** Exercise instructions **
Without a single alteration, write the listing out again.

::::

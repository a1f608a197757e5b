// demos/pricing_demo.rs

//! Demonstration of Black-Scholes pricing and a small sensitivity grid
//!
//! This example shows how to:
//! 1. Price a single call/put pair
//! 2. Check put-call parity on the result
//! 3. Sweep spot and volatility and print the call grid as a table
//! 4. Handle an invalid input

use anyhow::Result;
use bs_heatmap::render::{price_panels, summary_table};
use bs_heatmap::{price, price_grid, price_option, AxisRange, GridSpec, MarketParameters};

fn main() -> Result<()> {
    println!("Black-Scholes Pricing Demo");
    println!("==========================");

    println!("\nStep 1: Pricing an at-the-money option...");
    let params = MarketParameters::new(100.0, 100.0, 1.0, 0.20, 0.05)?;
    let prices = price(&params)?;
    println!("{}", summary_table(&params));
    println!("{}", price_panels(&prices));

    println!("\nStep 2: Put-call parity check...");
    let lhs = prices.call - prices.put;
    let rhs = params.spot_price - params.strike_price * params.discount_factor();
    println!("  call - put        = {:.10}", lhs);
    println!("  S - K*exp(-rT)    = {:.10}", rhs);
    println!("  difference        = {:.2e}", (lhs - rhs).abs());

    println!("\nStep 3: Sweeping spot and volatility...");
    let spec = GridSpec::new(
        params.strike_price,
        params.time_to_maturity,
        params.risk_free_rate,
        AxisRange::around(params.strike_price, 0.2),
        AxisRange::new(0.10, 0.40),
    )
    .with_resolution(5);
    let grid = price_grid(&spec)?;

    print!("{:>8}", "vol\\spot");
    for spot in &grid.spot_axis {
        print!("{:>9.2}", spot);
    }
    println!();
    for (vol, row) in grid.volatility_axis.iter().zip(&grid.call_matrix) {
        print!("{:>8.2}", vol);
        for call in row {
            print!("{:>9.2}", call);
        }
        println!();
    }

    println!("\nStep 4: Invalid input...");
    match price_option(100.0, 100.0, 0.0, 0.20, 0.05) {
        Ok(p) => println!("  unexpected prices: {:?}", p),
        Err(e) => println!("  rejected: {}", e),
    }

    Ok(())
}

::::

** Response area **
repository a1f608a197757e5b
// demos/pricing_demo.rs

//! Demonstration of Black-Scholes pricing and a small sensitivity grid
//!
//! This example shows how to:
//! 1. Price a single call/put pair
//! 2. Check put-call parity on the result
//! 3. Sweep spot and volatility and print the call grid as a table
//! 4. Handle an invalid input

use anyhow::Result;
use bs_heatmap::render::{price_panels, summary_table};
use bs_heatmap::{price, price_grid, price_option, AxisRange, GridSpec, MarketParameters};

fn main() -> Result<()> {
    println!("Black-Scholes Pricing Demo");
    println!("==========================");

    println!("\nStep 1: Pricing an at-the-money option...");
    let params = MarketParameters::new(100.0, 100.0, 1.0, 0.20, 0.05)?;
    let prices = price(&params)?;
    println!("{}", summary_table(&params));
    println!("{}", price_panels(&prices));

    println!("\nStep 2: Put-call parity check...");
    let lhs = prices.call - prices.put;
    let rhs = params.spot_price - params.strike_price * params.discount_factor();
    println!("  call - put        = {:.10}", lhs);
    println!("  S - K*exp(-rT)    = {:.10}", rhs);
    println!("  difference        = {:.2e}", (lhs - rhs).abs());

    println!("\nStep 3: Sweeping spot and volatility...");
    let spec = GridSpec::new(
        params.strike_price,
        params.time_to_maturity,
        params.risk_free_rate,
        AxisRange::around(params.strike_price, 0.2),
        AxisRange::new(0.10, 0.40),
    )
    .with_resolution(5);
    let grid = price_grid(&spec)?;

    print!("{:>8}", "vol\\spot");
    for spot in &grid.spot_axis {
        print!("{:>9.2}", spot);
    }
    println!();
    for (vol, row) in grid.volatility_axis.iter().zip(&grid.call_matrix) {
        print!("{:>8.2}", vol);
        for call in row {
            print!("{:>9.2}", call);
        }
        println!();
    }

    println!("\nStep 4: Invalid input...");
    match price_option(100.0, 100.0, 0.0, 0.20, 0.05) {
        Ok(p) => println!("  unexpected prices: {:?}", p),
        Err(e) => println!("  rejected: {}", e),
    }

    Ok(())
}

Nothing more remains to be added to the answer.